* [Instructions for the task]
Some lines in the listing below may include the string "FnOnce". How many are there? Give only the number.

****

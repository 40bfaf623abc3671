//! Compatibility quiz endpoints
//!
//! POST /api/quiz, GET /api/quiz/:id, POST /api/quiz/:id/answers,
//! POST /api/quiz/:id/reset, DELETE /api/quiz/:id
//!
//! Respondent A answers every prompt first, then respondent B. Answers are
//! checked here before they reach the collector: option indices must be in
//! range for the current prompt and free-text answers must fit the configured
//! length cap.

use axum::{
    extract::{Path, State},
    http::StatusCode,
    routing::{get, post},
    Json, Router,
};
use duet_common::scoring::{AgreementTier, ChoiceAgreement, Scorer, TextAgreement};
use duet_common::{ChoicePrompt, ChoiceScorer, Phase, QuizRun, TextPrompt, TextScorer};
use serde::{Deserialize, Serialize};
use uuid::Uuid;

use crate::error::{ApiError, ApiResult};
use crate::sessions::Game;
use crate::AppState;

/// Quiz flavor
#[derive(Debug, Clone, Copy, PartialEq, Eq, Serialize, Deserialize)]
#[serde(rename_all = "snake_case")]
pub enum QuizVariant {
    /// Multiple-choice compatibility quiz
    Choice,
    /// Free-text "how well do you know me" quiz
    Text,
}

/// POST /api/quiz request
#[derive(Debug, Deserialize)]
pub struct StartQuizRequest {
    pub variant: QuizVariant,
}

/// POST /api/quiz/:id/answers request: `{"choice": 2}` or `{"text": "Paris"}`
#[derive(Debug, Deserialize)]
#[serde(rename_all = "snake_case")]
pub enum AnswerRequest {
    Choice(usize),
    Text(String),
}

#[derive(Debug, Clone, Copy, PartialEq, Eq, Serialize)]
#[serde(rename_all = "snake_case")]
pub enum Respondent {
    A,
    B,
}

#[derive(Debug, Serialize)]
#[serde(untagged)]
pub enum CurrentPrompt {
    Choice(ChoicePrompt),
    Text(TextPrompt),
}

/// Multiple-choice result with display helpers
#[derive(Debug, Serialize)]
pub struct ChoiceResult {
    #[serde(flatten)]
    pub agreement: ChoiceAgreement,
    pub display_score: u32,
    pub tier: AgreementTier,
    pub tier_label: &'static str,
}

impl From<&ChoiceAgreement> for ChoiceResult {
    fn from(agreement: &ChoiceAgreement) -> Self {
        let tier = agreement.tier();
        Self {
            agreement: agreement.clone(),
            display_score: agreement.display_score(),
            tier,
            tier_label: tier.display_name(),
        }
    }
}

#[derive(Debug, Serialize)]
#[serde(untagged)]
pub enum QuizResult {
    Choice(ChoiceResult),
    Text(TextAgreement),
}

/// Quiz session state, returned by every quiz endpoint
#[derive(Debug, Serialize)]
pub struct QuizStateResponse {
    pub session_id: Uuid,
    pub variant: QuizVariant,
    /// `collecting_a`, `collecting_b` or `complete`
    pub phase: &'static str,
    /// Respondent expected to answer next
    pub respondent: Option<Respondent>,
    pub prompt_index: Option<usize>,
    pub prompt_count: usize,
    pub answered_a: usize,
    pub answered_b: usize,
    /// Prompt awaiting an answer
    pub prompt: Option<CurrentPrompt>,
    /// Present once both respondents have finished
    pub result: Option<QuizResult>,
}

fn phase_label(phase: Phase) -> (&'static str, Option<Respondent>) {
    match phase {
        Phase::CollectingA(_) => ("collecting_a", Some(Respondent::A)),
        Phase::CollectingB(_) => ("collecting_b", Some(Respondent::B)),
        Phase::Complete => ("complete", None),
    }
}

fn describe<S: Scorer>(
    session_id: Uuid,
    variant: QuizVariant,
    run: &QuizRun<S>,
    prompt: impl FnOnce(usize) -> CurrentPrompt,
    result: impl FnOnce(&S::Output) -> QuizResult,
) -> QuizStateResponse {
    let phase = run.phase();
    let (label, respondent) = phase_label(phase);
    QuizStateResponse {
        session_id,
        variant,
        phase: label,
        respondent,
        prompt_index: phase.prompt_index(),
        prompt_count: run.collector().prompt_count(),
        answered_a: run.collector().responses_a().len(),
        answered_b: run.collector().responses_b().len(),
        prompt: phase.prompt_index().map(prompt),
        result: run.result().map(result),
    }
}

fn quiz_state(session_id: Uuid, game: &Game) -> ApiResult<QuizStateResponse> {
    match game {
        Game::ChoiceQuiz(run) => Ok(describe(
            session_id,
            QuizVariant::Choice,
            run,
            |i| CurrentPrompt::Choice(run.scorer().prompts()[i].clone()),
            |r| QuizResult::Choice(ChoiceResult::from(r)),
        )),
        Game::TextQuiz(run) => Ok(describe(
            session_id,
            QuizVariant::Text,
            run,
            |i| CurrentPrompt::Text(run.scorer().prompts()[i].clone()),
            |r| QuizResult::Text(r.clone()),
        )),
        Game::Memory(_) => Err(not_a_quiz(session_id)),
    }
}

fn not_a_quiz(session_id: Uuid) -> ApiError {
    ApiError::BadRequest(format!("Session {} is not a quiz", session_id))
}

/// POST /api/quiz
///
/// Start a quiz run over the built-in prompts.
pub async fn start_quiz(
    State(state): State<AppState>,
    Json(request): Json<StartQuizRequest>,
) -> ApiResult<(StatusCode, Json<QuizStateResponse>)> {
    let game = match request.variant {
        QuizVariant::Choice => Game::ChoiceQuiz(QuizRun::new(ChoiceScorer::standard())?),
        QuizVariant::Text => Game::TextQuiz(QuizRun::new(TextScorer::standard())?),
    };
    let session_id = state.sessions.insert(game).await?;

    let response = state
        .sessions
        .with_session(session_id, |session| quiz_state(session_id, &session.game))
        .await?;
    Ok((StatusCode::CREATED, Json(response)))
}

/// GET /api/quiz/:id
pub async fn get_quiz(
    State(state): State<AppState>,
    Path(session_id): Path<Uuid>,
) -> ApiResult<Json<QuizStateResponse>> {
    let response = state
        .sessions
        .with_session(session_id, |session| quiz_state(session_id, &session.game))
        .await?;
    Ok(Json(response))
}

/// POST /api/quiz/:id/answers
///
/// Submit the current respondent's answer. 400 for an out-of-range option,
/// an over-long text answer or the wrong answer kind; 409 once the quiz is
/// complete.
pub async fn submit_answer(
    State(state): State<AppState>,
    Path(session_id): Path<Uuid>,
    Json(answer): Json<AnswerRequest>,
) -> ApiResult<Json<QuizStateResponse>> {
    let max_len = state.games.text_answer_max_len;

    let response = state
        .sessions
        .with_session(session_id, |session| {
            let phase = match (&mut session.game, answer) {
                (Game::ChoiceQuiz(run), AnswerRequest::Choice(option)) => {
                    if let Some(i) = run.phase().prompt_index() {
                        let available = run.scorer().prompts()[i].options.len();
                        if option >= available {
                            return Err(ApiError::BadRequest(format!(
                                "Option {} out of range for prompt {} (0..{})",
                                option, i, available
                            )));
                        }
                    }
                    run.submit(option)?
                }
                (Game::TextQuiz(run), AnswerRequest::Text(text)) => {
                    let text = text.trim().to_string();
                    // A completed run rejects every answer, whatever its length
                    if run.phase().prompt_index().is_some() {
                        let length = text.chars().count();
                        if length > max_len {
                            return Err(ApiError::BadRequest(format!(
                                "Answer is {} characters, limit is {}",
                                length, max_len
                            )));
                        }
                    }
                    run.submit(text)?
                }
                (Game::ChoiceQuiz(_), AnswerRequest::Text(_)) => {
                    return Err(ApiError::BadRequest(
                        "Multiple-choice quiz expects a choice answer".to_string(),
                    ));
                }
                (Game::TextQuiz(_), AnswerRequest::Choice(_)) => {
                    return Err(ApiError::BadRequest(
                        "Free-text quiz expects a text answer".to_string(),
                    ));
                }
                (Game::Memory(_), _) => return Err(not_a_quiz(session_id)),
            };

            tracing::debug!(session_id = %session_id, phase = ?phase, "Answer recorded");
            let response = quiz_state(session_id, &session.game)?;
            if phase == Phase::Complete {
                tracing::info!(session_id = %session_id, variant = ?response.variant, "Quiz complete");
            }
            Ok(response)
        })
        .await?;
    Ok(Json(response))
}

/// POST /api/quiz/:id/reset
///
/// Clear both response sets and start again with respondent A.
pub async fn reset_quiz(
    State(state): State<AppState>,
    Path(session_id): Path<Uuid>,
) -> ApiResult<Json<QuizStateResponse>> {
    let response = state
        .sessions
        .with_session(session_id, |session| {
            match &mut session.game {
                Game::ChoiceQuiz(run) => run.reset(),
                Game::TextQuiz(run) => run.reset(),
                Game::Memory(_) => return Err(not_a_quiz(session_id)),
            }
            tracing::info!(session_id = %session_id, "Quiz reset");
            quiz_state(session_id, &session.game)
        })
        .await?;
    Ok(Json(response))
}

/// DELETE /api/quiz/:id
pub async fn delete_quiz(
    State(state): State<AppState>,
    Path(session_id): Path<Uuid>,
) -> ApiResult<StatusCode> {
    state
        .sessions
        .with_session(session_id, |session| match session.game {
            Game::ChoiceQuiz(_) | Game::TextQuiz(_) => Ok(()),
            Game::Memory(_) => Err(not_a_quiz(session_id)),
        })
        .await?;
    state.sessions.remove(session_id).await?;
    Ok(StatusCode::NO_CONTENT)
}

pub fn quiz_routes() -> Router<AppState> {
    Router::new()
        .route("/api/quiz", post(start_quiz))
        .route("/api/quiz/:id", get(get_quiz).delete(delete_quiz))
        .route("/api/quiz/:id/answers", post(submit_answer))
        .route("/api/quiz/:id/reset", post(reset_quiz))
}
//! Memory-match endpoints
//!
//! POST /api/memory, GET /api/memory/:id, POST /api/memory/:id/flip,
//! DELETE /api/memory/:id

use axum::{
    extract::{Path, State},
    http::StatusCode,
    routing::{get, post},
    Json, Router,
};
use duet_common::memory::{CardView, FlipOutcome, MemoryGame};
use serde::{Deserialize, Serialize};
use uuid::Uuid;

use crate::error::{ApiError, ApiResult};
use crate::sessions::Game;
use crate::AppState;

/// POST /api/memory request
#[derive(Debug, Default, Deserialize)]
pub struct NewBoardRequest {
    /// Pairs to deal; config default when omitted
    #[serde(default)]
    pub pairs: Option<usize>,
}

/// POST /api/memory/:id/flip request
#[derive(Debug, Deserialize)]
pub struct FlipRequest {
    pub index: usize,
}

#[derive(Debug, Serialize)]
pub struct BoardResponse {
    pub session_id: Uuid,
    pub pairs: usize,
    pub matched_pairs: usize,
    pub moves: u32,
    pub won: bool,
    pub cards: Vec<CardView>,
}

#[derive(Debug, Serialize)]
pub struct FlipResponse {
    #[serde(flatten)]
    pub outcome: FlipOutcome,
    pub board: BoardResponse,
}

fn board(session_id: Uuid, game: &MemoryGame) -> BoardResponse {
    BoardResponse {
        session_id,
        pairs: game.pairs(),
        matched_pairs: game.matched_pairs(),
        moves: game.moves(),
        won: game.is_won(),
        cards: game.cards(),
    }
}

fn memory_game(session_id: Uuid, game: &mut Game) -> ApiResult<&mut MemoryGame> {
    match game {
        Game::Memory(memory) => Ok(memory),
        _ => Err(ApiError::BadRequest(format!(
            "Session {} is not a memory game",
            session_id
        ))),
    }
}

/// POST /api/memory
///
/// Deal a new shuffled board.
pub async fn new_board(
    State(state): State<AppState>,
    Json(request): Json<NewBoardRequest>,
) -> ApiResult<(StatusCode, Json<BoardResponse>)> {
    let pairs = request.pairs.unwrap_or(state.games.memory_pairs);
    let game = MemoryGame::new(pairs, &mut rand::thread_rng())?;
    let view = board(Uuid::nil(), &game);

    let session_id = state.sessions.insert(Game::Memory(game)).await?;
    Ok((
        StatusCode::CREATED,
        Json(BoardResponse { session_id, ..view }),
    ))
}

/// GET /api/memory/:id
pub async fn get_board(
    State(state): State<AppState>,
    Path(session_id): Path<Uuid>,
) -> ApiResult<Json<BoardResponse>> {
    let response = state
        .sessions
        .with_session(session_id, |session| {
            let game = memory_game(session_id, &mut session.game)?;
            Ok(board(session_id, game))
        })
        .await?;
    Ok(Json(response))
}

/// POST /api/memory/:id/flip
///
/// 400 for an index off the board, 409 for a card that cannot be flipped
/// or a game that is already won.
pub async fn flip_card(
    State(state): State<AppState>,
    Path(session_id): Path<Uuid>,
    Json(request): Json<FlipRequest>,
) -> ApiResult<Json<FlipResponse>> {
    let response = state
        .sessions
        .with_session(session_id, |session| {
            let game = memory_game(session_id, &mut session.game)?;
            let outcome = game.flip(request.index)?;
            if let FlipOutcome::Won { moves } = outcome {
                tracing::info!(session_id = %session_id, moves, "Memory game won");
            }
            Ok(FlipResponse {
                outcome,
                board: board(session_id, game),
            })
        })
        .await?;
    Ok(Json(response))
}

/// DELETE /api/memory/:id
pub async fn delete_board(
    State(state): State<AppState>,
    Path(session_id): Path<Uuid>,
) -> ApiResult<StatusCode> {
    state
        .sessions
        .with_session(session_id, |session| {
            memory_game(session_id, &mut session.game).map(|_| ())
        })
        .await?;
    state.sessions.remove(session_id).await?;
    Ok(StatusCode::NO_CONTENT)
}

pub fn memory_routes() -> Router<AppState> {
    Router::new()
        .route("/api/memory", post(new_board))
        .route("/api/memory/:id", get(get_board).delete(delete_board))
        .route("/api/memory/:id/flip", post(flip_card))
}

****

* [Reply]
2